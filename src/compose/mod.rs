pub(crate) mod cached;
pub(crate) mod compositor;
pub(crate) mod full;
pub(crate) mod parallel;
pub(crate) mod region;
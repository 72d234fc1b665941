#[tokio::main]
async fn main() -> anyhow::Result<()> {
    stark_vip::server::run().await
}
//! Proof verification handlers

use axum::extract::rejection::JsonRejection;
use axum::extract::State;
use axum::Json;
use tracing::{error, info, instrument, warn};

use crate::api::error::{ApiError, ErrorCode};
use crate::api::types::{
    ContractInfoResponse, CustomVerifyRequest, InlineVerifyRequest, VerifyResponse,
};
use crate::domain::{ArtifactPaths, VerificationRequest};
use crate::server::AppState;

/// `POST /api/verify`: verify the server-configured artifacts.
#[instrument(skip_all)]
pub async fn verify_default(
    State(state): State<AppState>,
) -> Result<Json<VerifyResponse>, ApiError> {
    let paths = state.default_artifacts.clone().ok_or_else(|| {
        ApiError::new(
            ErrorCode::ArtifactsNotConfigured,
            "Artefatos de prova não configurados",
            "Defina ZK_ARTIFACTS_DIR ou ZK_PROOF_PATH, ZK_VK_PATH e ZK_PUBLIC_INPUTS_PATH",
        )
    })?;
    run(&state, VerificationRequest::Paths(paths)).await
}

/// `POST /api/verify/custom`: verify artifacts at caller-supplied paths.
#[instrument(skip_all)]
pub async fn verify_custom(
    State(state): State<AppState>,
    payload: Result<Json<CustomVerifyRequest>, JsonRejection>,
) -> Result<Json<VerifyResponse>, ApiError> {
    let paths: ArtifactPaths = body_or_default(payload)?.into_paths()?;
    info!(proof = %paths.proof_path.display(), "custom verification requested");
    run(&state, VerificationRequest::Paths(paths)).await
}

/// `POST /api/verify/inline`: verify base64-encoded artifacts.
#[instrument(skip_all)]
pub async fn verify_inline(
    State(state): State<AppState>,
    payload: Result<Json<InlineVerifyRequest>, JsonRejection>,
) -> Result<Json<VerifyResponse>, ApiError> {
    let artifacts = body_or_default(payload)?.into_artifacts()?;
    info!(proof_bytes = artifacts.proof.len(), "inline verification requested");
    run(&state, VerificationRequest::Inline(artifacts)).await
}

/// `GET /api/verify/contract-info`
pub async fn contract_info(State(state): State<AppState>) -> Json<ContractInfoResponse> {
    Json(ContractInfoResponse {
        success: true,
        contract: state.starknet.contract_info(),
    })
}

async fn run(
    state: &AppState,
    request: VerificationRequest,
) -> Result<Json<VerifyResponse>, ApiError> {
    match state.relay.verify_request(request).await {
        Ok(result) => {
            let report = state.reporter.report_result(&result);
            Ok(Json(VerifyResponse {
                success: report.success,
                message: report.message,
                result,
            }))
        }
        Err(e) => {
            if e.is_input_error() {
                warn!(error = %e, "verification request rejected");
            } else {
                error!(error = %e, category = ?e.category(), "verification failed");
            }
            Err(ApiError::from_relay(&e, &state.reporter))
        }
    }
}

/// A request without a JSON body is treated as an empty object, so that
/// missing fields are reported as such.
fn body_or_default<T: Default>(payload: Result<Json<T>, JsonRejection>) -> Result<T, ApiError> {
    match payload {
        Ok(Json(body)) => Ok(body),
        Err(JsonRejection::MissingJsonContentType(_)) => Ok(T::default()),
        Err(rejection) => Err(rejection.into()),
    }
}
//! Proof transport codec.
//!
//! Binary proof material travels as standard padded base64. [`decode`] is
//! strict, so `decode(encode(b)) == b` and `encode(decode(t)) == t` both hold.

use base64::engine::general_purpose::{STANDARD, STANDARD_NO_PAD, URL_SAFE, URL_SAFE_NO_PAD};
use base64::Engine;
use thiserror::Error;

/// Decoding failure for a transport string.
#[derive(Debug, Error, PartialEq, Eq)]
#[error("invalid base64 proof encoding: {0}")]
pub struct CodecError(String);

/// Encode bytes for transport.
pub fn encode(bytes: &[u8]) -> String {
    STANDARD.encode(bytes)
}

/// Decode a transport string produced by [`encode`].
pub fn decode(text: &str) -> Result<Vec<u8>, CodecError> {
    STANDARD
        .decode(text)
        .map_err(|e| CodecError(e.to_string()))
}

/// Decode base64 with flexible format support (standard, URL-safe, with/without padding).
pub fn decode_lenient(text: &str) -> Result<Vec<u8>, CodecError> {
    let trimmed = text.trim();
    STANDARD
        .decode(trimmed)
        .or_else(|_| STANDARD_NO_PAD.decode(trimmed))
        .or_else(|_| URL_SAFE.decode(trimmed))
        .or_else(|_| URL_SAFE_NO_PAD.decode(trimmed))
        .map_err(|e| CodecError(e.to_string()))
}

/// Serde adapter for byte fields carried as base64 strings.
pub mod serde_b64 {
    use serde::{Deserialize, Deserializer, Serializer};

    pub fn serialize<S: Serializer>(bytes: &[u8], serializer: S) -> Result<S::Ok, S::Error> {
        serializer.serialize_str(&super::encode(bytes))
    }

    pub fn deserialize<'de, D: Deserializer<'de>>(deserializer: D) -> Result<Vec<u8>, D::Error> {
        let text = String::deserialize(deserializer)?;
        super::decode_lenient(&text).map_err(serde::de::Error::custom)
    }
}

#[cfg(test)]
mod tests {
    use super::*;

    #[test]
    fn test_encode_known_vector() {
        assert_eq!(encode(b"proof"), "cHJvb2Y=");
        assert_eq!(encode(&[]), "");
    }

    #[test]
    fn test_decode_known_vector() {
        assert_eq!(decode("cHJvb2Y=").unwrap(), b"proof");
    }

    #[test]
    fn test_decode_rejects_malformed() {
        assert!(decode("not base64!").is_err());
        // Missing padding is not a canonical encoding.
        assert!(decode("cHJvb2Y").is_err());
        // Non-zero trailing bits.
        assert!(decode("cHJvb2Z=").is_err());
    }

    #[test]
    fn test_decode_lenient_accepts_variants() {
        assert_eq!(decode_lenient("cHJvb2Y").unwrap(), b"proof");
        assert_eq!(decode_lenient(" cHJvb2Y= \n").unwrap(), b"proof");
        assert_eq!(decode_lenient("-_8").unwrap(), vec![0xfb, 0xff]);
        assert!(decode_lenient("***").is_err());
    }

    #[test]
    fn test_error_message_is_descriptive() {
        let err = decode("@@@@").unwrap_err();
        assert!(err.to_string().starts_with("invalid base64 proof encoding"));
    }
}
· · · · · · ·
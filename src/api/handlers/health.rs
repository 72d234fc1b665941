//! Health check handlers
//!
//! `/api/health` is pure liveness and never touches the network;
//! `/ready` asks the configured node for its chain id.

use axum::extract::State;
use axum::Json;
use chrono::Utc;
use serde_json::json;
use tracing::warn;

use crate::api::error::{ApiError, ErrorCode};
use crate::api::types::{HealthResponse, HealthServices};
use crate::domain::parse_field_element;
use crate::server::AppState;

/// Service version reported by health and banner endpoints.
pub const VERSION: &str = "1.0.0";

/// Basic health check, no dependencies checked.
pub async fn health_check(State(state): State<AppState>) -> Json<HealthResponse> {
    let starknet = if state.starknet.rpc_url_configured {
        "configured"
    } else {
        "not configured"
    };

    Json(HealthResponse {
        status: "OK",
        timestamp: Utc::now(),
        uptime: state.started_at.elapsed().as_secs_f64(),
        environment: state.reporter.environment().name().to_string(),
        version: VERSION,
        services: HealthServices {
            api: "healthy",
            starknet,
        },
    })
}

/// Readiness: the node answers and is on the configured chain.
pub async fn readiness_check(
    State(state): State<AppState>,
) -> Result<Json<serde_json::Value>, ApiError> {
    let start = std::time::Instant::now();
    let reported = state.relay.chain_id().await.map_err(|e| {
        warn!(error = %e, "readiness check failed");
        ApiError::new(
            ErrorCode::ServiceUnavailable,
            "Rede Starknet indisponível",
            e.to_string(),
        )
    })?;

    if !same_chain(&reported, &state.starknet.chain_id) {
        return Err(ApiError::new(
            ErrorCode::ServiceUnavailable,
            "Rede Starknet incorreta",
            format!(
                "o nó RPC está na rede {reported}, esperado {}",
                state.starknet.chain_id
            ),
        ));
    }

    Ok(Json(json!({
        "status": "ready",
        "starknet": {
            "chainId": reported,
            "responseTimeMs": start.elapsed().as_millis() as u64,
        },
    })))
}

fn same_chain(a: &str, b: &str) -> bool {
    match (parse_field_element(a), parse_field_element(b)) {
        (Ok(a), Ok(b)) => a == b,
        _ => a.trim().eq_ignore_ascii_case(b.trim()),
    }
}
· · · · · · ·
• **Activity**: Look through the data above. Find each line with the string "reporter" and copy it.

• **The completed task**:
            let report = state.reporter.report_result(&result);
            Err(ApiError::from_relay(&e, &state.reporter))
        environment: state.reporter.environment().name().to_string(),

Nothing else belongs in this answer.